I know where the poets stand on this one. I’ve seen the movies and listened to the folk ballads. I am well aware of the common notion that it is better to have loved and lost than to never have loved at all. I am not so sure I agree.
I have a bad feeling about my mistress, also known as the NFL, and I’ve been thinking I should extricate myself from this love affair on my own terms, at my own pace, before I end up with my heart ripped out on a random Sunday in autumn. How could that happen you ask? Well read on and I shall tell you.
I could be watching a game on a sunny October afternoon when, on a routine play, an inopportune collision between a linebacker and a wide receiver could result in a severed spinal cord and a dead player crumpled on the field. I can imagine the pall and the sickness that would seep through my veins. I would say to myself “this was inevitable” and ask myself “why have we all embraced such violence in the name of sport?”

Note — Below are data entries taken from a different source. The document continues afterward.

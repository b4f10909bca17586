//! Python bindings for the TLResonator model

use std::collections::HashMap;

use num_complex::Complex64;
use numpy::{PyArray1, ToPyArray};
use pyo3::prelude::*;
use resonator_core::{Model, Parameter, Parameters, TLResonator};

use crate::to_py_err;

/// Python wrapper for TLResonator
#[pyclass(name = "TLResonator")]
#[derive(Default)]
pub struct PyTLResonator {
    inner: TLResonator,
}

#[pymethods]
impl PyTLResonator {
    #[new]
    pub fn new() -> Self {
        Self::default()
    }

    /// Names of the model parameters, in evaluation order
    pub fn param_names(&self) -> Vec<String> {
        self.inner
            .param_names()
            .into_iter()
            .map(String::from)
            .collect()
    }

    /// Evaluate the impedance at each frequency
    ///
    /// Args:
    ///     params: Mapping of every parameter name to its value
    ///     frequency: Frequencies (Hz)
    ///
    /// Returns:
    ///     Complex impedance as numpy array
    pub fn eval<'py>(
        &self,
        py: Python<'py>,
        params: HashMap<String, f64>,
        frequency: Vec<f64>,
    ) -> PyResult<Bound<'py, PyArray1<Complex64>>> {
        let mut parameters = Parameters::new();
        for (name, value) in params {
            parameters.insert(Parameter::new(name, value));
        }
        self.inner
            .eval(&parameters, &frequency)
            .map(|z| z.to_pyarray(py))
            .map_err(to_py_err)
    }

    /// Initial values for a fit
    ///
    /// Returns:
    ///     Dict of name -> (value, min, max, vary)
    pub fn guess(&self) -> PyResult<HashMap<String, (f64, f64, f64, bool)>> {
        let params = self.inner.guess(&[], &[]).map_err(to_py_err)?;
        Ok(params
            .iter()
            .map(|p| (p.name().to_string(), (p.value(), p.min(), p.max(), p.vary())))
            .collect())
    }

    fn __repr__(&self) -> String {
        format!("TLResonator(params={:?})", self.inner.param_names())
    }
}
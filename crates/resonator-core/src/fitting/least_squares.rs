//! Nonlinear least-squares engine
//!
//! Minimizes `|r(x)|²` for a real residual vector over unconstrained
//! coordinates. The Jacobian is built by forward differences and its columns
//! are scaled to unit norm before each solve, so parameters of very
//! different magnitude (farads next to ohms) share one damping value.

use log::debug;
use ndarray::{Array1, Array2, Zip};

use super::options::{FitOptions, Solver};
use crate::constants::{
    FD_STEP, GN_MAX_HALVINGS, LM_DAMPING_FACTOR, LM_INITIAL_DAMPING, LM_MAX_DAMPING,
    LM_MIN_DAMPING, NORM_TOLERANCE, SVD_TOLERANCE,
};
use crate::error::{ResonatorError, Result};
use crate::math::linalg::{self, Svd};

/// Outcome of a minimization in internal coordinates
#[derive(Debug, Clone)]
pub struct Minimization {
    /// Best internal coordinates
    pub x: Array1<f64>,
    /// Residual at `x`
    pub residual: Array1<f64>,
    pub chisqr: f64,
    /// Residual evaluations, including the Jacobian used for the covariance
    pub nfev: usize,
    pub success: bool,
    pub message: String,
    /// `(JᵀJ)⁻¹` at `x`, or None if singular or not requested
    pub inverse_hessian: Option<Array2<f64>>,
}

enum Step {
    Accepted { previous_chisqr: f64, step_norm: f64 },
    Stalled,
    Exhausted,
}

struct Minimizer<'o, F> {
    residual_fn: F,
    options: &'o FitOptions,
    max_nfev: usize,
    x: Array1<f64>,
    residual: Array1<f64>,
    chisqr: f64,
    nfev: usize,
    damping: f64,
}

impl<'o, F> Minimizer<'o, F>
where
    F: FnMut(&Array1<f64>) -> Result<Array1<f64>>,
{
    fn evaluate(&mut self, x: &Array1<f64>) -> Result<Array1<f64>> {
        self.nfev += 1;
        (self.residual_fn)(x)
    }

    fn jacobian(&mut self) -> Result<Array2<f64>> {
        let (m, n) = (self.residual.len(), self.x.len());
        let mut jac = Array2::<f64>::zeros((m, n));

        for j in 0..n {
            let mut shifted = self.x.clone();
            shifted[j] += if self.x[j] == 0.0 {
                FD_STEP
            } else {
                FD_STEP * self.x[j].abs()
            };
            // Use the representable step, not the requested one
            let h = shifted[j] - self.x[j];

            let r_shifted = self.evaluate(&shifted)?;
            Zip::from(jac.column_mut(j))
                .and(&r_shifted)
                .and(&self.residual)
                .for_each(|d, &rh, &r| *d = (rh - r) / h);
        }

        Ok(jac)
    }

    /// Try a trial point; keep it if chi-square decreases
    fn try_step(&mut self, step_scaled: &Array1<f64>, scale: &Array1<f64>) -> Result<Option<Step>> {
        let trial = &self.x + &(step_scaled / scale);
        let r_trial = self.evaluate(&trial)?;
        let chisqr_trial = r_trial.dot(&r_trial);

        if chisqr_trial.is_finite() && chisqr_trial < self.chisqr {
            let previous_chisqr = self.chisqr;
            self.x = trial;
            self.residual = r_trial;
            self.chisqr = chisqr_trial;
            return Ok(Some(Step::Accepted {
                previous_chisqr,
                step_norm: step_scaled.dot(step_scaled).sqrt(),
            }));
        }
        Ok(None)
    }

    fn levenberg_marquardt_step(&mut self, svd: &Svd, scale: &Array1<f64>) -> Result<Step> {
        let target = self.residual.mapv(|r| -r);
        loop {
            if self.nfev >= self.max_nfev {
                return Ok(Step::Exhausted);
            }

            let step_scaled = svd.solve_damped(&target, self.damping, SVD_TOLERANCE);
            if let Some(step) = self.try_step(&step_scaled, scale)? {
                self.damping = (self.damping / LM_DAMPING_FACTOR).max(LM_MIN_DAMPING);
                return Ok(step);
            }

            self.damping *= LM_DAMPING_FACTOR;
            if self.damping > LM_MAX_DAMPING {
                return Ok(Step::Stalled);
            }
        }
    }

    fn gauss_newton_step(&mut self, svd: &Svd, scale: &Array1<f64>) -> Result<Step> {
        let target = self.residual.mapv(|r| -r);
        let full_step = svd.solve_damped(&target, 0.0, SVD_TOLERANCE);

        let mut fraction = 1.0;
        for _ in 0..=GN_MAX_HALVINGS {
            if self.nfev >= self.max_nfev {
                return Ok(Step::Exhausted);
            }
            if let Some(step) = self.try_step(&(&full_step * fraction), scale)? {
                return Ok(step);
            }
            fraction *= 0.5;
        }
        Ok(Step::Stalled)
    }

    fn run(&mut self) -> Result<(bool, String)> {
        let n = self.x.len();

        loop {
            if self.chisqr == 0.0 {
                return Ok((true, "Chi-square is zero".to_string()));
            }
            if self.nfev + n >= self.max_nfev {
                return Ok((false, exhausted_message(self.max_nfev)));
            }

            let jac = self.jacobian()?;
            let (scaled, scale) = scale_columns(&jac);

            if self.options.gtol > 0.0 {
                let r_norm = self.chisqr.sqrt();
                let max_cosine = scaled
                    .t()
                    .dot(&self.residual)
                    .iter()
                    .fold(0.0_f64, |acc, g| acc.max(g.abs() / r_norm));
                if max_cosine <= self.options.gtol {
                    return Ok((true, "Residual is orthogonal to the Jacobian (gtol)".to_string()));
                }
            }

            let svd = linalg::svd_real(&scaled).map_err(ResonatorError::Linalg)?;
            let step = match self.options.solver {
                Solver::LevenbergMarquardt => self.levenberg_marquardt_step(&svd, &scale)?,
                Solver::GaussNewton => self.gauss_newton_step(&svd, &scale)?,
            };

            match step {
                Step::Accepted {
                    previous_chisqr,
                    step_norm,
                } => {
                    debug!(
                        "accepted step: chisqr {:.6e} -> {:.6e}, damping {:.1e}, nfev {}",
                        previous_chisqr, self.chisqr, self.damping, self.nfev
                    );

                    if previous_chisqr - self.chisqr <= self.options.ftol * previous_chisqr {
                        return Ok((
                            true,
                            "Relative reduction of chi-square is below ftol".to_string(),
                        ));
                    }
                    let x_norm = (&self.x * &scale).dot(&(&self.x * &scale)).sqrt();
                    if step_norm <= self.options.xtol * (x_norm + self.options.xtol) {
                        return Ok((true, "Relative step size is below xtol".to_string()));
                    }
                }
                Step::Stalled => {
                    return Ok((true, "Chi-square cannot be reduced further".to_string()));
                }
                Step::Exhausted => {
                    return Ok((false, exhausted_message(self.max_nfev)));
                }
            }
        }
    }

    /// `(JᵀJ)⁻¹` in internal coordinates, undoing the column scaling
    fn inverse_hessian(&mut self) -> Result<Option<Array2<f64>>> {
        let jac = self.jacobian()?;
        let (scaled, scale) = scale_columns(&jac);
        let svd = match linalg::svd_real(&scaled) {
            Ok(svd) => svd,
            Err(_) => return Ok(None),
        };

        Ok(svd.gram_inverse(SVD_TOLERANCE).map(|mut inv| {
            let n = scale.len();
            for i in 0..n {
                for j in 0..n {
                    inv[[i, j]] /= scale[i] * scale[j];
                }
            }
            inv
        }))
    }
}

fn exhausted_message(max_nfev: usize) -> String {
    format!(
        "Fit aborted: maximum number of function evaluations ({}) exceeded",
        max_nfev
    )
}

/// Scale Jacobian columns to unit norm; zero columns keep scale 1
fn scale_columns(jac: &Array2<f64>) -> (Array2<f64>, Array1<f64>) {
    let scale: Array1<f64> = jac
        .columns()
        .into_iter()
        .map(|col| {
            let norm = col.dot(&col).sqrt();
            if norm > NORM_TOLERANCE && norm.is_finite() {
                norm
            } else {
                1.0
            }
        })
        .collect();

    let scaled = jac / &scale;
    (scaled, scale)
}

/// Minimize `|residual_fn(x)|²` starting from `x0`
///
/// Errors from `residual_fn` and linear algebra failures are propagated.
/// Running out of evaluations is not an error; it is reported through
/// `success = false`.
pub fn minimize<F>(residual_fn: F, x0: Array1<f64>, options: &FitOptions) -> Result<Minimization>
where
    F: FnMut(&Array1<f64>) -> Result<Array1<f64>>,
{
    if x0.is_empty() {
        return Err(ResonatorError::NoVaryingParameters);
    }

    let mut minimizer = Minimizer {
        residual_fn,
        options,
        max_nfev: options.nfev_budget(x0.len()),
        x: x0.clone(),
        residual: Array1::zeros(0),
        chisqr: f64::INFINITY,
        nfev: 0,
        damping: match options.solver {
            Solver::LevenbergMarquardt => LM_INITIAL_DAMPING,
            Solver::GaussNewton => 0.0,
        },
    };

    let r0 = minimizer.evaluate(&x0)?;
    if r0.iter().any(|v| !v.is_finite()) {
        return Err(ResonatorError::NonFiniteResidual);
    }
    minimizer.chisqr = r0.dot(&r0);
    minimizer.residual = r0;

    let (success, message) = minimizer.run()?;

    let inverse_hessian = if options.calc_covar {
        minimizer.inverse_hessian()?
    } else {
        None
    };
    let nfev = minimizer.nfev;

    Ok(Minimization {
        x: minimizer.x,
        residual: minimizer.residual,
        chisqr: minimizer.chisqr,
        nfev,
        success,
        message,
        inverse_hessian,
    })
}

#[cfg(test)]
mod tests {
    use super::*;
    use approx::assert_relative_eq;

    /// Residuals of y = a·exp(-b·t) against exact data
    fn exponential_problem(a: f64, b: f64) -> impl FnMut(&Array1<f64>) -> Result<Array1<f64>> {
        let t: Vec<f64> = (0..40).map(|i| i as f64 * 0.1).collect();
        let y: Vec<f64> = t.iter().map(|&ti| a * (-b * ti).exp()).collect();
        move |x: &Array1<f64>| {
            Ok(t.iter()
                .zip(y.iter())
                .map(|(&ti, &yi)| x[0] * (-x[1] * ti).exp() - yi)
                .collect())
        }
    }

    #[test]
    fn test_linear_model_exact() {
        // y = 3 + 0.5 t
        let t: Vec<f64> = (0..10).map(|i| i as f64).collect();
        let residual = |x: &Array1<f64>| -> Result<Array1<f64>> {
            Ok(t.iter().map(|&ti| x[0] + x[1] * ti - (3.0 + 0.5 * ti)).collect())
        };

        let result = minimize(residual, Array1::from_vec(vec![0.0, 0.0]), &FitOptions::default())
            .unwrap();
        assert!(result.success, "{}", result.message);
        assert_relative_eq!(result.x[0], 3.0, epsilon = 1e-6);
        assert_relative_eq!(result.x[1], 0.5, epsilon = 1e-6);
    }

    #[test]
    fn test_exponential_lm() {
        let result = minimize(
            exponential_problem(2.5, 1.3),
            Array1::from_vec(vec![1.0, 0.5]),
            &FitOptions::default(),
        )
        .unwrap();

        assert!(result.success, "{}", result.message);
        assert_relative_eq!(result.x[0], 2.5, max_relative = 1e-6);
        assert_relative_eq!(result.x[1], 1.3, max_relative = 1e-6);
        assert!(result.chisqr < 1e-12);
    }

    #[test]
    fn test_exponential_gauss_newton() {
        let options = FitOptions::default().with_solver(Solver::GaussNewton);
        let result = minimize(
            exponential_problem(2.5, 1.3),
            Array1::from_vec(vec![2.0, 1.0]),
            &options,
        )
        .unwrap();

        assert!(result.success, "{}", result.message);
        assert_relative_eq!(result.x[0], 2.5, max_relative = 1e-6);
        assert_relative_eq!(result.x[1], 1.3, max_relative = 1e-6);
    }

    #[test]
    fn test_evaluation_budget() {
        let options = FitOptions::default().with_max_nfev(4);
        let result = minimize(
            exponential_problem(2.5, 1.3),
            Array1::from_vec(vec![1.0, 0.5]),
            &options,
        )
        .unwrap();

        assert!(!result.success);
        assert!(result.message.contains("maximum number of function evaluations"));
        // Search budget plus one Jacobian for the covariance
        assert!(result.nfev <= 4 + 2);
    }

    #[test]
    fn test_nfev_counts_covariance_jacobian() {
        let mut options = FitOptions::default();
        let with_covar = minimize(
            exponential_problem(2.5, 1.3),
            Array1::from_vec(vec![1.0, 0.5]),
            &options,
        )
        .unwrap();

        options.calc_covar = false;
        let without_covar = minimize(
            exponential_problem(2.5, 1.3),
            Array1::from_vec(vec![1.0, 0.5]),
            &options,
        )
        .unwrap();

        assert!(with_covar.inverse_hessian.is_some());
        assert!(without_covar.inverse_hessian.is_none());
        assert_eq!(with_covar.nfev, without_covar.nfev + 2);
    }

    #[test]
    fn test_inverse_hessian_of_linear_model() {
        // For r = A x - b the inverse Hessian is (AᵀA)⁻¹ exactly
        let residual = |x: &Array1<f64>| -> Result<Array1<f64>> {
            Ok(Array1::from_vec(vec![x[0] - 1.0, x[1] - 2.0, x[0] + x[1] - 3.5]))
        };
        let result = minimize(residual, Array1::from_vec(vec![0.0, 0.0]), &FitOptions::default())
            .unwrap();

        let inv = result.inverse_hessian.unwrap();
        // AᵀA = [[2, 1], [1, 2]] → inverse = [[2, -1], [-1, 2]] / 3
        assert_relative_eq!(inv[[0, 0]], 2.0 / 3.0, max_relative = 1e-6);
        assert_relative_eq!(inv[[0, 1]], -1.0 / 3.0, max_relative = 1e-6);
        assert_relative_eq!(inv[[1, 1]], 2.0 / 3.0, max_relative = 1e-6);
    }

    #[test]
    fn test_non_finite_start_is_error() {
        let residual = |_: &Array1<f64>| -> Result<Array1<f64>> {
            Ok(Array1::from_vec(vec![f64::NAN, 1.0]))
        };
        let result = minimize(residual, Array1::from_vec(vec![1.0]), &FitOptions::default());
        assert!(matches!(result, Err(ResonatorError::NonFiniteResidual)));
    }

    #[test]
    fn test_no_parameters_is_error() {
        let residual = |_: &Array1<f64>| -> Result<Array1<f64>> { Ok(Array1::zeros(3)) };
        let result = minimize(residual, Array1::zeros(0), &FitOptions::default());
        assert!(matches!(result, Err(ResonatorError::NoVaryingParameters)));
    }
}
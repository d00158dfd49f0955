//! Value types for one HTTP exchange.
//!
//! * [`http_req::HttpReq`] normalizes the server, query, post and cookie data of a request, real or
//!   synthesized from a URI with [`req_builder::ReqBuilder`].
//! * [`http_res::HttpRes`] accumulates status, headers, version and body and emits a raw HTTP/1.x
//!   response.
#![cfg_attr(coverage, feature(coverage_attribute))]

pub mod http_req;
pub mod http_res;
pub mod req_builder;
pub mod req_parser;
pub mod settings;
mod utils;
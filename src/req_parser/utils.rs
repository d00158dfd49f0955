use crate::http_req::Params;
use base64::Engine;
use std::{borrow, error, fmt};
use url::form_urlencoded;

#[derive(Debug, PartialEq)]
pub enum CredentialsParsingError {
    NotBasic,
    InvalidBase64,
    InvalidUtf8,
    MissingColon,
}

impl fmt::Display for CredentialsParsingError {
    #[cfg_attr(coverage, coverage(off))]
    fn fmt(&self, f: &mut fmt::Formatter<'_>) -> fmt::Result {
        match self {
            Self::NotBasic => write!(f, "not a Basic authorization"),
            Self::InvalidBase64 => write!(f, "credentials are not valid base64"),
            Self::InvalidUtf8 => write!(f, "credentials are not valid UTF-8"),
            Self::MissingColon => write!(f, "credentials have no user:password separator"),
        }
    }
}

impl error::Error for CredentialsParsingError {}

/// Longest entity body between `&` and `;` that can decode (`#x10FFFF`, `#1114111`).
const MAX_ENTITY_LEN: usize = 8;

/// Decode the HTML entities of a query string (`&amp;`, `&#39;`, `&#x2F;`...).
///
/// Unknown or unterminated entities are kept as they are. The `;` is only looked for within reach of
/// the longest entity, so each `&` costs a bounded scan.
pub fn decode_html_entities(input: &str) -> borrow::Cow<'_, str> {
    if !input.contains('&') {
        return borrow::Cow::Borrowed(input);
    }

    let mut decoded = String::with_capacity(input.len());
    let mut rest = input;
    while let Some(amp_idx) = rest.find('&') {
        decoded.push_str(&rest[..amp_idx]);
        let tail = &rest[amp_idx..];
        let entity = tail
            .bytes()
            .take(MAX_ENTITY_LEN + 2)
            .position(|b| b == b';')
            .and_then(|end| decode_entity(&tail[1..end]).map(|c| (c, end)));
        match entity {
            Some((c, end)) => {
                decoded.push(c);
                rest = &tail[end + 1..];
            }
            None => {
                decoded.push('&');
                rest = &tail[1..];
            }
        }
    }
    decoded.push_str(rest);

    borrow::Cow::Owned(decoded)
}

fn decode_entity(name: &str) -> Option<char> {
    match name {
        "amp" => Some('&'),
        "lt" => Some('<'),
        "gt" => Some('>'),
        "quot" => Some('"'),
        "apos" => Some('\''),
        "nbsp" => Some('\u{a0}'),
        _ => {
            let number = name.strip_prefix('#')?;
            let code = match number.strip_prefix(['x', 'X']) {
                Some(hex) => u32::from_str_radix(hex, 16).ok()?,
                None => number.parse::<u32>().ok()?,
            };
            // surrogates are rejected by `from_u32`
            char::from_u32(code).filter(|c| *c != '\0')
        }
    }
}

/// Decode a query string into an ordered map. A repeated key keeps its first position and its last
/// value.
pub fn parse_query(query: &str) -> Params {
    form_urlencoded::parse(query.as_bytes())
        .into_owned()
        .collect()
}

/// Like [`parse_query`] for a query that may have been copied out of HTML: entities (`&amp;`...) are
/// decoded before the form encoding.
pub fn parse_html_query(query: &str) -> Params {
    parse_query(&decode_html_entities(query))
}

/// Encode a map as a query string, in map order, with the form encoding (space as `+`).
pub fn build_query(params: &Params) -> String {
    form_urlencoded::Serializer::new(String::new())
        .extend_pairs(params.iter())
        .finish()
}

/// Build a single-line cookie header value: `name=value` pairs joined by `; `.
pub fn build_cookie_header(cookies: &Params) -> String {
    cookies
        .iter()
        .map(|(name, value)| {
            format!(
                "{}={}",
                form_urlencoded::byte_serialize(name.as_bytes()).collect::<String>(),
                form_urlencoded::byte_serialize(value.as_bytes()).collect::<String>()
            )
        })
        .collect::<Vec<_>>()
        .join("; ")
}

/// Parse a cookie header value (`a=1; b=2`) into a map. Pairs without a name are skipped.
pub fn parse_cookie_header(header: &str) -> Params {
    header
        .split(';')
        .map(str::trim)
        .filter_map(|pair| {
            let (name, value) = pair.split_once('=').unwrap_or((pair, ""));
            (!name.is_empty()).then(|| (decode_cookie_part(name), decode_cookie_part(value)))
        })
        .collect()
}

fn decode_cookie_part(part: &str) -> String {
    let part = part.replace('+', " ");
    match urlencoding::decode(&part) {
        Ok(decoded) => decoded.into_owned(),
        Err(_) => part,
    }
}

/// Parse the value of an `Authorization` header holding Basic credentials.
pub fn parse_basic_credentials(value: &str) -> Result<(String, String), CredentialsParsingError> {
    let encoded = value
        .trim()
        .strip_prefix("Basic ")
        .ok_or(CredentialsParsingError::NotBasic)?;
    let decoded = base64::prelude::BASE64_STANDARD
        .decode(encoded.trim().as_bytes())
        .map_err(|_e| CredentialsParsingError::InvalidBase64)?;
    let decoded = String::from_utf8(decoded).map_err(|_e| CredentialsParsingError::InvalidUtf8)?;
    match decoded.split_once(':') {
        Some((user, password)) => Ok((String::from(user), String::from(password))),
        None => Err(CredentialsParsingError::MissingColon),
    }
}

#[cfg(test)]
mod tests {
    use super::*;

    fn params(pairs: &[(&str, &str)]) -> Params {
        pairs
            .iter()
            .map(|(k, v)| (String::from(*k), String::from(*v)))
            .collect()
    }

    #[test]
    fn decode_html_entities_test() {
        assert_eq!(decode_html_entities("a=1&b=2"), "a=1&b=2");
        assert_eq!(decode_html_entities("a=1&amp;b=2"), "a=1&b=2");
        assert_eq!(decode_html_entities("q=&lt;tag&gt;"), "q=<tag>");
        assert_eq!(decode_html_entities("q=it&#39;s&#x2F;"), "q=it's/");
        assert_eq!(decode_html_entities("q=&unknown;&"), "q=&unknown;&");
        assert_eq!(decode_html_entities("&#x10FFFF;&#1114111;"), "\u{10FFFF}\u{10FFFF}");
        assert_eq!(decode_html_entities("a&#0;b&#x0;"), "a&#0;b&#x0;");
        assert_eq!(decode_html_entities("&#xD800;&#55296;"), "&#xD800;&#55296;");
        // the terminator is too far away for any entity
        assert_eq!(decode_html_entities("&ampersand;"), "&ampersand;");
        assert_eq!(decode_html_entities("&#0000000065;"), "&#0000000065;");
        assert!(matches!(
            decode_html_entities("plain"),
            borrow::Cow::Borrowed("plain")
        ));
    }

    #[test]
    fn decode_html_entities_without_terminator_test() {
        let input = "a&".repeat(50_000);
        assert_eq!(decode_html_entities(&input), input);

        let input = format!("{};", "&x".repeat(50_000));
        assert_eq!(decode_html_entities(&input), input);
    }

    #[test]
    fn parse_query_keeps_entities_test() {
        assert_eq!(
            parse_query("q=1&amp;x=2&lt=3;"),
            params(&[("q", "1"), ("amp;x", "2"), ("lt", "3;")])
        );
    }

    #[test]
    fn parse_html_query_test() {
        let query = parse_html_query("arg1=one&amp;arg2=two+words&arg3=%C3%A9&flag");
        assert_eq!(
            query,
            params(&[
                ("arg1", "one"),
                ("arg2", "two words"),
                ("arg3", "é"),
                ("flag", "")
            ])
        );
        assert_eq!(query.get_index(1).map(|(k, _)| k.as_str()), Some("arg2"));

        // repeated key: first position, last value
        let query = parse_html_query("a=1&b=2&a=3");
        assert_eq!(query.keys().collect::<Vec<_>>(), vec!["a", "b"]);
        assert_eq!(query["a"], "3");

        assert!(parse_query("").is_empty());
    }

    #[test]
    fn build_query_test() {
        assert_eq!(build_query(&Params::new()), "");
        assert_eq!(
            build_query(&params(&[("arg1", "edno"), ("arg2", "two"), ("foo", "bar")])),
            "arg1=edno&arg2=two&foo=bar"
        );
        assert_eq!(
            build_query(&params(&[("q", "a b&c=d")])),
            "q=a+b%26c%3Dd"
        );
    }

    #[test]
    fn cookie_header_test() {
        let cookies = params(&[("cookiename", "cookievalue"), ("foo", "bar baz")]);
        let header = build_cookie_header(&cookies);
        assert_eq!(header, "cookiename=cookievalue; foo=bar+baz");
        assert_eq!(parse_cookie_header(&header), cookies);

        assert_eq!(
            parse_cookie_header(" a=1;;=x; b ; c=%3D"),
            params(&[("a", "1"), ("b", ""), ("c", "=")])
        );
    }

    #[test]
    fn parse_basic_credentials_test() {
        // "user:pa:ss"
        assert_eq!(
            parse_basic_credentials("Basic dXNlcjpwYTpzcw=="),
            Ok((String::from("user"), String::from("pa:ss")))
        );
        assert_eq!(
            parse_basic_credentials("Bearer abc"),
            Err(CredentialsParsingError::NotBasic)
        );
        assert_eq!(
            parse_basic_credentials("Basic !!!"),
            Err(CredentialsParsingError::InvalidBase64)
        );
        // "nocolon"
        assert_eq!(
            parse_basic_credentials("Basic bm9jb2xvbg=="),
            Err(CredentialsParsingError::MissingColon)
        );
    }
}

As players get bigger and faster and as explosive hits are increasingly celebrated, who among us can doubt the rising probability of a player dying of injury on the field? Given the number of NFL and college players and the number of games they play each year, it is truly surprising that no one has yet died from injury. The forces they generate and the collisions they perpetrate are nothing short of scary.
While this would be grievous for society at large, I suspect a deeper nausea would take hold of us fans who are so emotionally invested in the sport. It would be especially sickening for us, the constituent commercial force that has driven the escalating wave of danger to its current amplitude. I can imagine being among the shocked and dazed, unable to escape the sense that I was in some small but direct way, responsible for this senseless loss.
I love football but I think it is eventually going to end badly. The way I see it, I can wean myself from this addiction on my own terms, or I can pay the price when the inevitable comes to bear. Perhaps, despite the conviction of the bards, it is better to have loved for a time and then taken cover with a joyous heart, partially empty but fully intact.